NASA Test Director Norm Carlson
NASA test director Norm Carlson holds up a sign reading "Beans Are Go" after the launch of the space shuttle Discovery's STS-26 mission in 1988. Carlson, 81, died on March 1, 2015. (Image credit: NASA)

When NASA astronauts next launch to space from Florida, the flight control team that oversees their liftoff may celebrate with a traditional crock of beans.

If they do, they will be honoring Norm Carlson, too.

The test director who oversaw the launch countdowns for Apollo 11, the first moon landing in 1969, and STS-1, the first space shuttle flight in 1981 — as well as many more missions, Carlson died Sunday (March 1) of complications from congestive heart failure. He was 81.

"Norm left us his recipe," Bob Cabana, director of NASA's Kennedy Space Center in Florida and former space shuttle astronaut, said in a statement. "He started the tradition of cooking beans for the team in the Launch Control Center, which grew from a single crock pot at the beginning, to a spread we all grew accustomed to partaking in." [Greatest Leaps of Human Spaceflight]

But celebratory beans (and cornbread, another part of the tradition) were not the only element that Carlson added to the countdown. The man who gave the "go" for Saturn V boosters and shuttle orbiters to launch, is credited by his peers for devising the count's embedded stops.

"The built-in hold came about from us trying to put some padding into the overall timeline," Carlson said in a recent interview with Jonathan Ward, the author of the upcoming books "Countdown to Apollo 11" and "The Rocket Ranch" (Springer-Praxis). "It didn't change T-zero. It simply added more time than actually showed on the procedure."

"The hold was catch-up time, in case we were behind and had things that we hadn't done yet but we should have. If you didn't need it, you didn't need it," Carlson said.

Carlson arrived at the Kennedy Space Center in 1964, four years after earning a mechanical engineering degree from Oklahoma State University and accepting a job at NASA's Marshall Space Flight Center in Alabama.

"I saw a sign, 'Engineers wanted,' at a civil service office," Carlson recounted to Ward. "I filled out an application, and a week later I got a call from the NASA personnel office in Huntsville. I borrowed $500 from my dad, threw my four-year-old son and my wife in my 1960 Valiant, and headed for Huntsville."

"I came to the Marshall test lab, design section, working on the drawing board. I didn't like it," he admitted. "I was there for six months and transferred over to booster test. I like that fire and smoke! It's a lot more exciting!"

After transferring to Florida, Carlson's first launches were the early Saturn I and Saturn IB test flights. Carlson then began working the manned Apollo missions.

"Prior to Apollo 11, we had launched 20 Saturn vehicles," he stated. "I felt quite confident in the launch system. The spacecraft, I didn't know about personally, but I never had any doubt at all about the launch vehicle. Never."

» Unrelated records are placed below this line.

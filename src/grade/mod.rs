#![warn(missing_docs)]
#![warn(clippy::missing_docs_in_private_items)]

/// Distribution counts over a processed result set.
pub mod analyze;
/// Grade classification rules.
pub mod classify;
/// Weighted overall mark and rounding policy.
pub mod overall;
/// Turns raw marks into a sorted set of results.
pub mod process;

pub use analyze::{DistributionSummary, analyze};
pub use classify::classify;
pub use overall::{compute_overall, round_mark};
pub use process::process;

pub use crate::types::{CourseworkWeight, Grade, StudentMark, StudentResult};

/// An enum to represent possible errors while grading a batch of students.
#[derive(thiserror::Error, Debug, Clone, PartialEq)]
pub enum GradingError {
    /// Coursework weight outside [0, 100].
    #[error("Coursework weight must be a percentage between 0 and 100, got {0}")]
    InvalidWeight(f64),
    /// A student record that cannot be graded. Nothing from the batch is
    /// returned.
    #[error("Invalid record #{index} (registration number {registration_number}): {reason}")]
    InvalidRecord {
        /// Zero-based position of the record in the batch.
        index:               usize,
        /// Registration number of the offending record.
        registration_number: u64,
        /// What is wrong with it.
        reason:              String,
    },
}
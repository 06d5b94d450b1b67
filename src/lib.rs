//! # classmark
//!
//! Grades a cohort of students from exam and coursework marks, writes the
//! results sorted by overall mark, and summarises how the grades are
//! distributed.
//!
//! The grading core ([`grade`]) is pure; reading the marks file ([`input`])
//! and producing the report ([`report`]) happen at the edges of [`run`].

#![warn(missing_docs)]
#![warn(clippy::missing_docs_in_private_items)]

/// Options for a grading run
pub mod config;
/// A module defining a bunch of constant values to be used throughout
pub mod constants;
/// Weighting, classification, sorting and aggregation of marks
pub mod grade;
/// Reading marks files and asking for their names
pub mod input;
/// For all parsers used
pub mod parsers;
/// Results table and distribution summary output
pub mod report;
/// Data model shared by every stage
pub mod types;

use std::{io::Write, path::PathBuf};

use anyhow::{Context, Result};
use config::RunOptions;
use grade::{DistributionSummary, analyze, process};
use input::{FileNamePrompt, Marksheet, read_with_prompt};
use types::StudentResult;

/// What a completed run produced.
#[derive(Debug, Clone, PartialEq)]
pub struct RunOutcome {
    /// Marks file that was graded.
    pub input:   PathBuf,
    /// Results, sorted by overall mark.
    pub results: Vec<StudentResult>,
    /// Grade distribution of `results`.
    pub summary: DistributionSummary,
}

/// Reads a marks file, grades it, writes the report and prints the summary
/// to `out`.
///
/// The file named in `options` is used when present; otherwise `prompt` is
/// asked for one. The summary is printed even when the report cannot be
/// written, after which the write error is returned.
pub fn run(
    options: &RunOptions,
    prompt: &mut impl FileNamePrompt,
    out: &mut impl Write,
) -> Result<RunOutcome> {
    let (input, marksheet) = match &options.input {
        Some(path) => {
            let marksheet = Marksheet::load(path)
                .with_context(|| format!("Failed to load marks from {}", path.display()))?;
            (path.clone(), marksheet)
        }
        None => read_with_prompt(prompt, options.attempts).context("Failed to load marks")?,
    };

    let results = process(&marksheet.records, marksheet.weight)
        .with_context(|| format!("Failed to grade {}", input.display()))?;
    let summary = analyze(&results);
    tracing::debug!(
        "{} first, {} second, {} third, {} failed",
        summary.first,
        summary.second,
        summary.third,
        summary.failed
    );

    let written = report::write_report(&options.output, &results, marksheet.weight);

    let rendered = if options.json {
        report::render_summary_json(&summary)? + "\n"
    } else {
        report::render_summary(&summary)
    };
    out.write_all(rendered.as_bytes())
        .context("Failed to print the grade summary")?;

    written?;

    Ok(RunOutcome {
        input,
        results,
        summary,
    })
}
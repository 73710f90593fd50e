//! Error to gRPC status translation
//!
//! Service errors keep their machine-readable code and arguments in
//! metadata so the calling side can rebuild the exact [`ServiceError`].

use crate::constants::{TRAILER_SERVICE_ERROR_ARG, TRAILER_SERVICE_ERROR_CODE};
use hostbus_domain::constants::{
    SERVICE_ERROR_CONFLICT, SERVICE_ERROR_NOT_FOUND, SERVICE_ERROR_PRECONDITION,
    SERVICE_ERROR_VALIDATION,
};
use hostbus_domain::error::Error;
use hostbus_domain::value_objects::ServiceError;
use tonic::metadata::{MetadataMap, MetadataValue};
use tonic::{Code, Status};
use tracing::warn;

/// Translate a domain error into the status returned to the caller
pub fn to_status(error: &Error) -> Status {
    match error {
        Error::Service(service) => service_status(service),
        Error::HandlerNotFound { .. } => Status::unimplemented(error.to_string()),
        Error::Protocol { .. } => Status::failed_precondition(error.to_string()),
        Error::Cancelled => Status::cancelled(error.to_string()),
        _ => Status::internal(error.to_string()),
    }
}

fn service_status(service: &ServiceError) -> Status {
    let code = match service.code.as_str() {
        SERVICE_ERROR_VALIDATION => Code::InvalidArgument,
        SERVICE_ERROR_NOT_FOUND => Code::NotFound,
        SERVICE_ERROR_CONFLICT => Code::AlreadyExists,
        SERVICE_ERROR_PRECONDITION => Code::FailedPrecondition,
        _ => Code::Unknown,
    };

    let mut metadata = MetadataMap::new();
    match service.code.parse::<MetadataValue<_>>() {
        Ok(value) => {
            metadata.insert(TRAILER_SERVICE_ERROR_CODE, value);
        }
        Err(_) => warn!(
            code = %service.code,
            "Service error code is not ASCII, sent without metadata"
        ),
    }
    for arg in &service.args {
        metadata.append_bin(TRAILER_SERVICE_ERROR_ARG, MetadataValue::from_bytes(arg.as_bytes()));
    }
    Status::with_metadata(code, service.to_string(), metadata)
}

/// Translate a status received from a service host back into a domain error
pub fn from_status(status: &Status) -> Error {
    if let Some(service) = service_error(status.metadata()) {
        return service.into();
    }
    match status.code() {
        Code::Unimplemented => Error::handler_not_found(status.message()),
        Code::Cancelled => Error::Cancelled,
        Code::FailedPrecondition => Error::protocol(status.message()),
        Code::Unavailable | Code::DeadlineExceeded | Code::Aborted => {
            Error::transport(format!("{}: {}", status.code(), status.message()))
        }
        code => Error::unexpected(format!("{code}: {}", status.message())),
    }
}

fn service_error(metadata: &MetadataMap) -> Option<ServiceError> {
    let code = metadata.get(TRAILER_SERVICE_ERROR_CODE)?.to_str().ok()?;
    let args: Vec<String> = metadata
        .get_all_bin(TRAILER_SERVICE_ERROR_ARG)
        .iter()
        .filter_map(|value| value.to_bytes().ok())
        .map(|bytes| String::from_utf8_lossy(&bytes).into_owned())
        .collect();
    Some(ServiceError::new(code, args))
}
//! Application Layer - hostbus
//!
//! Ports and orchestration logic for the dispatch + eventing core.
//!
//! ## Architecture
//!
//! The application layer:
//! - Defines ports (interfaces) for event hubs, clocks and id providers
//! - Implements the command/query dispatch pipeline and its interceptor chain
//! - Provides handlers that belong to the core, such as bus event streaming
//! - Has no dependencies on infrastructure or transport frameworks
//!
//! ## Dependencies
//!
//! This crate depends only on:
//! - `hostbus-domain`: For events, errors and execution context
//! - Pure Rust libraries for async, streams and logging

pub mod dispatch;
pub mod handlers;
pub mod ports;

pub use dispatch::*;
pub use handlers::*;
pub use ports::*;
//! Configuration types module

pub mod app;
pub mod dispatch;
pub mod event_bus;
pub mod listener;
pub mod logging;

// Re-export main types
pub use app::AppConfig;
pub use dispatch::DispatchConfig;
pub use event_bus::EventBusConfig;
pub use listener::ListenerConfig;
pub use logging::LoggingConfig;
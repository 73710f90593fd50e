//! Application configuration root

use super::{DispatchConfig, EventBusConfig, ListenerConfig, LoggingConfig};
use serde::{Deserialize, Serialize};

/// Root configuration; every section falls back to its defaults
#[derive(Debug, Clone, Default, Serialize, Deserialize)]
#[serde(default)]
pub struct AppConfig {
    /// Logging subscriber settings
    pub logging: LoggingConfig,

    /// In-process event bus settings
    pub event_bus: EventBusConfig,

    /// Service host event listener settings
    pub listener: ListenerConfig,

    /// Dispatch pipeline settings
    pub dispatch: DispatchConfig,
}
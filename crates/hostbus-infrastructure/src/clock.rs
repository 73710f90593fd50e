//! System clock and identifier providers

use chrono::{DateTime, Utc};
use hostbus_application::ports::{Clock, GuidProvider};
use uuid::Uuid;

/// Wall clock backed by the system time
#[derive(Debug, Clone, Copy, Default)]
pub struct SystemClock;

impl Clock for SystemClock {
    fn now(&self) -> DateTime<Utc> {
        Utc::now()
    }
}

/// Random (v4) identifier provider
#[derive(Debug, Clone, Copy, Default)]
pub struct RandomGuidProvider;

impl GuidProvider for RandomGuidProvider {
    fn new_guid(&self) -> Uuid {
        Uuid::new_v4()
    }
}
//! ServiceHostEventListener Tests

use crate::test_utils::LogCapture;
use async_trait::async_trait;
use futures::StreamExt;
use hostbus_application::dispatch::{Dispatcher, Handler, RequestContext};
use hostbus_application::handlers::StreamBusEventsQuery;
use hostbus_application::ports::EventListener;
use hostbus_domain::error::{Error, Result};
use hostbus_domain::events::{Event, ProgressEvent};
use hostbus_infrastructure::events::ServiceHostEventListener;
use std::collections::VecDeque;
use std::sync::atomic::{AtomicUsize, Ordering};
use std::sync::{Arc, Mutex};
use std::time::Duration;

/// One scripted connection attempt
enum Attempt {
    /// Fail the attempt with a transport error
    Fail(&'static str),
    /// Return normally without cancellation
    Return,
    /// Deliver the events, then stay connected until cancelled
    Stream(Vec<Event>),
    /// Deliver the events, then drop the connection
    StreamThenFail(Vec<Event>, &'static str),
    /// Deliver the events, then hang without observing cancellation
    StreamThenHang(Vec<Event>),
}

struct ScriptedHost {
    attempts: Mutex<VecDeque<Attempt>>,
    calls: Arc<AtomicUsize>,
}

#[async_trait]
impl Handler<StreamBusEventsQuery> for ScriptedHost {
    async fn handle(&self, query: &StreamBusEventsQuery, ctx: &RequestContext<'_>) -> Result<u64> {
        self.calls.fetch_add(1, Ordering::SeqCst);
        let attempt = self
            .attempts
            .lock()
            .expect("script lock")
            .pop_front()
            .unwrap_or(Attempt::Stream(Vec::new()));
        match attempt {
            Attempt::Fail(message) => Err(Error::transport(message)),
            Attempt::Return => Ok(0),
            Attempt::Stream(events) => {
                let delivered = events.len() as u64;
                for event in events {
                    query.deliver(event);
                }
                ctx.cancellation().cancelled().await;
                Ok(delivered)
            }
            Attempt::StreamThenFail(events, message) => {
                for event in events {
                    query.deliver(event);
                }
                Err(Error::transport(message))
            }
            Attempt::StreamThenHang(events) => {
                for event in events {
                    query.deliver(event);
                }
                std::future::pending().await
            }
        }
    }
}

fn scripted(attempts: Vec<Attempt>) -> (Arc<Dispatcher>, Arc<AtomicUsize>) {
    let calls = Arc::new(AtomicUsize::new(0));
    let host = ScriptedHost {
        attempts: Mutex::new(attempts.into()),
        calls: Arc::clone(&calls),
    };
    let dispatcher = Dispatcher::builder()
        .query_handler::<StreamBusEventsQuery, _>(host)
        .build();
    (Arc::new(dispatcher), calls)
}

fn progress(value: f32) -> Event {
    ProgressEvent::new(value, None).into()
}

#[tokio::test]
async fn test_connection_starts_lazily() {
    let (dispatcher, calls) = scripted(vec![]);
    let listener = ServiceHostEventListener::new(dispatcher, None);

    tokio::time::sleep(Duration::from_millis(10)).await;
    assert!(!listener.is_started());
    assert_eq!(calls.load(Ordering::SeqCst), 0);
    assert_eq!(listener.reconnect_delay(), Duration::from_millis(500));

    let _events = listener.listen();
    tokio::time::sleep(Duration::from_millis(10)).await;
    assert!(listener.is_started());
    assert_eq!(calls.load(Ordering::SeqCst), 1);
}

#[tokio::test(start_paused = true)]
async fn test_is_active_flips_once_and_recovers_on_next_event() {
    let capture = LogCapture::default();
    let _guard = capture.install();
    let (dispatcher, calls) = scripted(vec![
        Attempt::Fail("connection refused"),
        Attempt::Fail("connection refused"),
        Attempt::Fail("connection refused"),
        Attempt::Stream(vec![Event::StreamInit, progress(0.5)]),
    ]);
    let listener = ServiceHostEventListener::new(dispatcher, Some(Duration::from_millis(500)));
    let mut active = listener.is_active();
    assert!(*active.borrow_and_update());

    let mut events = listener.listen();

    active.changed().await.expect("listener alive");
    assert!(!*active.borrow_and_update());

    assert_eq!(events.next().await, Some(Event::StreamInit));
    assert_eq!(events.next().await, Some(progress(0.5)));
    assert!(*active.borrow_and_update());
    assert_eq!(calls.load(Ordering::SeqCst), 4);

    assert_eq!(capture.lines_with("Service host event stream failed").len(), 1);
    assert_eq!(capture.lines_with("Service host event stream still failing").len(), 2);
    assert_eq!(capture.lines_with("Service host event stream restored").len(), 1);
}

#[tokio::test(start_paused = true)]
async fn test_error_dedup_resets_after_successful_event() {
    let capture = LogCapture::default();
    let _guard = capture.install();
    let (dispatcher, _calls) = scripted(vec![
        Attempt::Fail("connection refused"),
        Attempt::StreamThenFail(vec![progress(0.1)], "connection refused"),
        Attempt::Stream(vec![progress(1.0)]),
    ]);
    let listener = ServiceHostEventListener::new(dispatcher, None);

    let mut events = listener.listen();
    assert_eq!(events.next().await, Some(progress(0.1)));
    assert_eq!(events.next().await, Some(progress(1.0)));

    let failures = capture.lines_with("Service host event stream failed");
    assert_eq!(failures.len(), 2);
    assert!(failures.iter().all(|line| line.contains("connection refused")));
    assert!(capture.lines_with("still failing").is_empty());
}

#[tokio::test(start_paused = true)]
async fn test_normal_return_is_a_protocol_violation_and_reconnects() {
    let capture = LogCapture::default();
    let _guard = capture.install();
    let (dispatcher, calls) = scripted(vec![
        Attempt::Return,
        Attempt::Stream(vec![progress(0.1)]),
    ]);
    let listener = ServiceHostEventListener::new(dispatcher, None);
    let mut active = listener.is_active();

    let mut events = listener.listen();
    active.changed().await.expect("listener alive");
    assert!(!*active.borrow_and_update());

    assert_eq!(events.next().await, Some(progress(0.1)));
    assert_eq!(calls.load(Ordering::SeqCst), 2);
    assert_eq!(capture.lines_with("Protocol violation").len(), 1);
}

#[tokio::test]
async fn test_subscribers_share_one_connection() {
    let (dispatcher, calls) = scripted(vec![Attempt::Stream(vec![progress(0.3)])]);
    let listener = ServiceHostEventListener::new(dispatcher, None);

    let mut first = listener.listen();
    let mut second = listener.listen();

    assert_eq!(first.next().await, Some(progress(0.3)));
    assert_eq!(second.next().await, Some(progress(0.3)));
    assert_eq!(calls.load(Ordering::SeqCst), 1);
}

#[tokio::test]
async fn test_drop_completes_subscribers_and_stops_loop() {
    let (dispatcher, calls) = scripted(vec![Attempt::Stream(vec![progress(0.7)])]);
    let listener = ServiceHostEventListener::new(dispatcher, None);
    let mut events = listener.listen();
    assert_eq!(events.next().await, Some(progress(0.7)));

    listener.dispose();

    let end = tokio::time::timeout(Duration::from_secs(1), events.next())
        .await
        .expect("stream completes after dispose");
    assert_eq!(end, None);
    tokio::time::sleep(Duration::from_millis(20)).await;
    assert_eq!(calls.load(Ordering::SeqCst), 1);
}

#[tokio::test]
async fn test_drop_right_after_subscribe_completes_subscribers() {
    let (dispatcher, calls) = scripted(vec![]);
    let listener = ServiceHostEventListener::new(dispatcher, None);
    let mut events = listener.listen();

    drop(listener);

    let end = tokio::time::timeout(Duration::from_secs(1), events.next())
        .await
        .expect("stream completes after drop");
    assert_eq!(end, None);
    assert!(calls.load(Ordering::SeqCst) <= 1);
}

#[tokio::test]
async fn test_dispose_completes_subscribers_when_host_ignores_cancellation() {
    let (dispatcher, _calls) = scripted(vec![Attempt::StreamThenHang(vec![Event::StreamInit])]);
    let listener = ServiceHostEventListener::new(dispatcher, None);
    let mut events = listener.listen();
    assert_eq!(events.next().await, Some(Event::StreamInit));

    listener.dispose();

    let end = tokio::time::timeout(Duration::from_secs(2), events.next())
        .await
        .expect("stream completes after dispose");
    assert_eq!(end, None);
}

#[tokio::test(start_paused = true)]
async fn test_stream_init_alone_does_not_reset_error_dedup() {
    let capture = LogCapture::default();
    let _guard = capture.install();
    let (dispatcher, _calls) = scripted(vec![
        Attempt::Fail("connection refused"),
        Attempt::StreamThenFail(vec![Event::StreamInit], "connection refused"),
        Attempt::StreamThenFail(vec![Event::StreamInit], "connection refused"),
        Attempt::Stream(vec![Event::StreamInit, progress(0.2)]),
    ]);
    let listener = ServiceHostEventListener::new(dispatcher, None);

    let mut events = listener.listen();
    for _ in 0..3 {
        assert_eq!(events.next().await, Some(Event::StreamInit));
    }
    assert_eq!(events.next().await, Some(progress(0.2)));

    assert_eq!(capture.lines_with("Service host event stream failed").len(), 1);
    assert_eq!(capture.lines_with("Service host event stream still failing").len(), 2);
}
//! Service errors
//!
//! Expected, user-facing domain failures (validation, not-found, conflict).
//! They are surfaced to callers as structured results and logged below
//! error level.

use crate::constants::{
    SERVICE_ERROR_CONFLICT, SERVICE_ERROR_NOT_FOUND, SERVICE_ERROR_PRECONDITION,
    SERVICE_ERROR_VALIDATION,
};
use serde::{Deserialize, Serialize};
use thiserror::Error;

/// Domain failure carrying a machine-readable code and arguments
#[derive(Debug, Clone, PartialEq, Eq, Serialize, Deserialize, Error)]
#[error("{code}{}", rendered_args(.args))]
pub struct ServiceError {
    /// Machine-readable code
    pub code: String,
    /// Arguments used to render a localized message
    pub args: Vec<String>,
}

impl ServiceError {
    /// Create a service error with an explicit code
    pub fn new<C, I, A>(code: C, args: I) -> Self
    where
        C: Into<String>,
        I: IntoIterator<Item = A>,
        A: Into<String>,
    {
        Self {
            code: code.into(),
            args: args.into_iter().map(Into::into).collect(),
        }
    }

    /// Request failed validation
    pub fn validation<S: Into<String>>(message: S) -> Self {
        Self::new(SERVICE_ERROR_VALIDATION, [message.into()])
    }

    /// Requested resource does not exist
    pub fn not_found<S: Into<String>>(resource: S) -> Self {
        Self::new(SERVICE_ERROR_NOT_FOUND, [resource.into()])
    }

    /// Request conflicts with current state
    pub fn conflict<S: Into<String>>(message: S) -> Self {
        Self::new(SERVICE_ERROR_CONFLICT, [message.into()])
    }

    /// Request not allowed in current state
    pub fn precondition<S: Into<String>>(message: S) -> Self {
        Self::new(SERVICE_ERROR_PRECONDITION, [message.into()])
    }
}

fn rendered_args(args: &[String]) -> String {
    if args.is_empty() {
        String::new()
    } else {
        format!(" ({})", args.join(", "))
    }
}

It was Carlson, as the launch vehicle test conductor, who gave the "go" for Apollo 11's Saturn V to fly, but he did not care for "go/no go" polls that Houston Mission Control ran.

"I made the rule that if somebody has a problem, you stand up and say so immediately. I want to know now. I don't want to wait until I'm at two minutes prior to T-zero," Carlson said. "We're not going to have a damn poll. If you listen to Mission Control, they have all their polls, maybe a dozen of them. "FIDO Go!" That's just a big show. There is no value added, as far as I'm concerned."

Other test conductors disagreed, but Ike Rigell, the chief engineer for Apollo 11, backed Carlson.

"Ike sided with me that the poll wasn't necessary," stated Carlson. "It would be much better if everybody says that they have a problem when they have a problem."

"If something's wrong, tell me now — don't wait until you're asked, "Do you have a problem?"

After Apollo ended in 1975, Carlson went to Edwards Air Force Base in California for approach and landing tests with the prototype shuttle Enterprise. He then returned to Florida to serve as test director for the maiden mission of Columbia, STS-1, in 1981. It was a role he would serve for most of the first half of the 30-year space shuttle program.

"He became chief test director and was the consummate professional, working tirelessly to ensure the success of the missions and the safety of all of the astronauts," said Cabana.

Carlson retired in 1995, just before NASA's 100th crewed flight. He continued to attend launches, bringing barbecue pork and potato salad to Kennedy's Launch Control Center for his former team's pre-launch meals.

And the beans continued to be "go," just as a banner he held up after the launch of the space shuttle Discovery in 1988 read.

Click through to collectSPACE for Norm Carlson's "Successful Launch Beans" recipe.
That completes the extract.